Updated on society 2024-07-31
4 answers
  1. Anonymous users2024-02-15

    It's not enough to deceive, maybe you didn't pay attention to the specific terms when you signed the contract. It is not a problem to get the principal back at maturity. If you surrender the policy, there will definitely be a significant loss, so it is not recommended that you surrender the policy. Let's just think 25,000 is frozen. At least the money will not be less.

    In the future, remember to buy insurance to ask clearly before buying, now many salesmen are very immoral, only for the purpose of selling goods, ruining the image of our industry.

  2. Anonymous users2024-02-14

    All insurance is the same, but the salesman should tell you how many years after which you will not lose money when you surrender the policy.

    After the cooling-off period, surrendering the insurance will not refund the money you paid, but the cash value generated by your insurance, which will grow with compound interest or generate dividends, and exceed the premium you paid for a certain period of time, which is the essence of principal repayment.
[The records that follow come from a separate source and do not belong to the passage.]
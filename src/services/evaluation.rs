use crate::{
    error::{AppError, AppResult},
    models::{MovieRating, RegressionMetrics},
    services::model::RatingModel,
};

/// Scores the model on held-out ratings
///
/// RMSE comes from the factorization library; MAE and R² are derived from
/// the same predictions.
pub fn evaluate(model: &RatingModel, test: &[MovieRating]) -> AppResult<RegressionMetrics> {
    if test.is_empty() {
        return Err(AppError::Training(
            "Cannot evaluate on an empty test set".to_string(),
        ));
    }

    let pairs: Vec<(f64, f64)> = test
        .iter()
        .map(|rating| model.predict_rating(rating))
        .filter_map(|prediction| {
            prediction
                .label
                .map(|label| (label as f64, prediction.score as f64))
        })
        .collect();

    regression_metrics(model.rmse(test) as f64, &pairs)
}

/// Completes `rmse` with MSE, MAE and R² over `(label, score)` pairs
pub fn regression_metrics(rmse: f64, pairs: &[(f64, f64)]) -> AppResult<RegressionMetrics> {
    if pairs.is_empty() {
        return Err(AppError::Training(
            "Cannot evaluate on an empty test set".to_string(),
        ));
    }

    let n = pairs.len() as f64;
    let mean_label = pairs.iter().map(|(label, _)| label).sum::<f64>() / n;

    let mut ss_tot = 0.0;
    let mut abs_err = 0.0;
    for (label, score) in pairs {
        abs_err += (label - score).abs();
        ss_tot += (label - mean_label).powi(2);
    }

    let mse = rmse * rmse;
    let ss_res = mse * n;
    // Constant labels leave R² undefined
    let r_squared = if ss_tot == 0.0 {
        if ss_res == 0.0 {
            1.0
        } else {
            0.0
        }
    } else {
        1.0 - ss_res / ss_tot
    };

    Ok(RegressionMetrics {
        rmse,
        r_squared,
        mae: abs_err / n,
        mse,
        count: pairs.len(),
    })
}

#[cfg(test)]
mod tests {
    use super::*;
    use crate::services::model::TrainingOptions;

    fn approx(a: f64, b: f64) -> bool {
        (a - b).abs() < 1e-9
    }

    #[test]
    fn test_perfect_predictions() {
        let metrics = regression_metrics(0.0, &[(1.0, 1.0), (3.0, 3.0), (5.0, 5.0)]).unwrap();
        assert!(approx(metrics.rmse, 0.0));
        assert!(approx(metrics.mae, 0.0));
        assert!(approx(metrics.r_squared, 1.0));
        assert_eq!(metrics.count, 3);
    }

    #[test]
    fn test_known_values() {
        // errors: 1, -1, 0, 2 -> mse = 6/4, mae = 4/4
        // labels mean = 3 -> ss_tot = 4 + 0 + 0 + 4 = 8
        let pairs = [(1.0, 0.0), (3.0, 4.0), (3.0, 3.0), (5.0, 3.0)];
        let metrics = regression_metrics(1.5f64.sqrt(), &pairs).unwrap();
        assert!(approx(metrics.mse, 1.5));
        assert!(approx(metrics.rmse, 1.5f64.sqrt()));
        assert!(approx(metrics.mae, 1.0));
        assert!(approx(metrics.r_squared, 1.0 - 6.0 / 8.0));
    }

    #[test]
    fn test_constant_labels() {
        let exact = regression_metrics(0.0, &[(4.0, 4.0), (4.0, 4.0)]).unwrap();
        assert!(approx(exact.r_squared, 1.0));

        let off = regression_metrics(1.0, &[(4.0, 3.0), (4.0, 5.0)]).unwrap();
        assert!(approx(off.r_squared, 0.0));
        assert!(approx(off.rmse, 1.0));
    }

    #[test]
    fn test_empty_set_is_rejected() {
        assert!(matches!(regression_metrics(0.0, &[]), Err(AppError::Training(_))));
    }

    #[test]
    fn test_evaluate_model() {
        let train = vec![
            MovieRating::new(1, 10, 5.0),
            MovieRating::new(1, 20, 3.0),
            MovieRating::new(2, 10, 4.0),
            MovieRating::new(2, 20, 2.0),
        ];
        let test = vec![MovieRating::new(1, 10, 5.0), MovieRating::new(3, 10, 4.0)];
        let options = TrainingOptions {
            factors: 2,
            iterations: 5,
        };
        let model = RatingModel::train(&train, &options).unwrap();
        let metrics = evaluate(&model, &test).unwrap();
        assert_eq!(metrics.count, 2);
        assert!(metrics.rmse.is_finite());
        assert!(metrics.rmse >= 0.0);
        assert!(approx(metrics.mse, metrics.rmse * metrics.rmse));
        assert!(approx(metrics.rmse, model.rmse(&test) as f64));
    }

    #[test]
    fn test_evaluate_empty_test_set() {
        let train = vec![MovieRating::new(1, 10, 5.0), MovieRating::new(2, 10, 4.0)];
        let options = TrainingOptions {
            factors: 2,
            iterations: 3,
        };
        let model = RatingModel::train(&train, &options).unwrap();
        assert!(matches!(evaluate(&model, &[]), Err(AppError::Training(_))));
    }
}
    The insurance company does not surrender the policy in full, because this is a commercial contract, and the surrender is equivalent to a breach of contract, because the insurance contract requires quite complex procedures to maintain, and the funds of the previous policy have not yet been used maturely, so when the insurance company surrenders, it is very troublesome for the insurance company to destroy the corresponding procedures, and the injected funds are withdrawn, so it will not be refunded in full.
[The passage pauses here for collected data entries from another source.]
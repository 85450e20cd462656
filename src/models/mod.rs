mod query;
mod rating;
mod recommendation;

pub use query::RecommendationQuery;
pub use rating::{MovieRating, RatingPrediction, RegressionMetrics};
pub use recommendation::{Recommendation, RecommendationOutcome};
use axum::{
    extract::{rejection::QueryRejection, Query, State},
    http::StatusCode,
    Extension, Json,
};
use serde::Deserialize;
use serde_json::{json, Value};

use crate::{
    error::{AppError, AppResult},
    middleware::request_id::RequestId,
    models::RecommendationQuery,
    services::model_store::ModelSummary,
};

use super::AppState;

/// `?data=userId:movieId`, or the same field in a JSON body
#[derive(Debug, Default, Deserialize)]
pub struct RecommendParams {
    pub data: Option<String>,
}

/// Health check endpoint
pub async fn health_check() -> (StatusCode, Json<Value>) {
    (StatusCode::OK, Json(json!({ "status": "healthy" })))
}

/// GET /api/recommend?data=6:10
pub async fn recommend(
    State(state): State<AppState>,
    Extension(request_id): Extension<RequestId>,
    params: Result<Query<RecommendParams>, QueryRejection>,
) -> AppResult<String> {
    let Query(params) = params.map_err(invalid_query)?;
    run_recommendation(&state, &request_id, params.data.as_deref()).await
}

/// POST /api/recommend, query parameter first, then `{"data": "6:10"}`
pub async fn recommend_post(
    State(state): State<AppState>,
    Extension(request_id): Extension<RequestId>,
    params: Result<Query<RecommendParams>, QueryRejection>,
    body: Option<Json<RecommendParams>>,
) -> AppResult<String> {
    let Query(params) = params.map_err(invalid_query)?;
    let data = params
        .data
        .or_else(|| body.and_then(|Json(body)| body.data));
    run_recommendation(&state, &request_id, data.as_deref()).await
}

fn invalid_query(rejection: QueryRejection) -> AppError {
    AppError::InvalidInput(rejection.body_text())
}

async fn run_recommendation(
    state: &AppState,
    request_id: &RequestId,
    data: Option<&str>,
) -> AppResult<String> {
    let raw = data.ok_or_else(|| {
        AppError::InvalidInput(
            "Please pass data=userId:movieId on the query string or in the request body"
                .to_string(),
        )
    })?;
    let query = RecommendationQuery::parse(raw)?;

    tracing::info!(
        request_id = %request_id,
        user_id = query.user_id,
        movie_id = query.movie_id,
        "Processing recommendation request"
    );

    let outcome = state.pipeline.run_async(query).await?;

    tracing::info!(
        request_id = %request_id,
        recommended = outcome.recommendation.recommended,
        rmse = outcome.metrics.rmse,
        r_squared = outcome.metrics.r_squared,
        "Recommendation completed"
    );

    Ok(outcome.recommendation.message())
}

/// Describes the most recently saved model
pub async fn model_summary(State(state): State<AppState>) -> AppResult<Json<ModelSummary>> {
    let store = state.pipeline.store().clone();
    let snapshot = tokio::task::spawn_blocking(move || store.load())
        .await
        .map_err(|e| AppError::Internal(format!("Model read task failed: {e}")))??;
    Ok(Json(snapshot.summary()))
}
  3. Anonymous users2024-02-13

    Well, deceitful. It's better to go back.

  4. Anonymous users2024-02-12

    1. The pit of human affection.

    People who buy insurance for the first time often don't know much about insurance, and most people believe in the insurance products that relatives and friends have purchased, or find the insurance person they know to buy insurance products for themselves. The products purchased by these users may not be out of their real risk protection needs, but blindly purchased, and the consequence may be that they accidentally jump into the pit of human affection and fail to achieve the purpose of protection.

    As we all know, insurance products are different from ordinary commodities, and they can only play their role when they are really out of danger.

    2. Brand pit.

    Some people pay more attention to insurance companies and think that the products of big brand insurance companies must be reliable. In fact, there are certain drawbacks to such an idea, the scale of large brand insurance companies is large, the company's operating costs are high, and the insurance design and operation model are more stable, which does have its advantages, but the purchase of insurance products can not only look at the company's brand, the products of large brand insurance companies may be higher, and they may not be suitable for themselves.

    3. Income pits.

    Insurance is a kind of financial products, especially annuity insurance products, which are often used by users as a tool for wealth planning and management. Some people pay more attention to the amount of annuity due and think that the higher the better. In fact, this is also a pit.

    The main role of insurance is protection, and the demonstration income of annuity and universal insurance is often a demonstration made by insurance companies for the convenience of users, and cannot represent the actual situation. When users purchase such insurance products, it is recommended to proceed from reality, pay attention to the protection function of the product, and do not blindly believe in "demonstration benefits".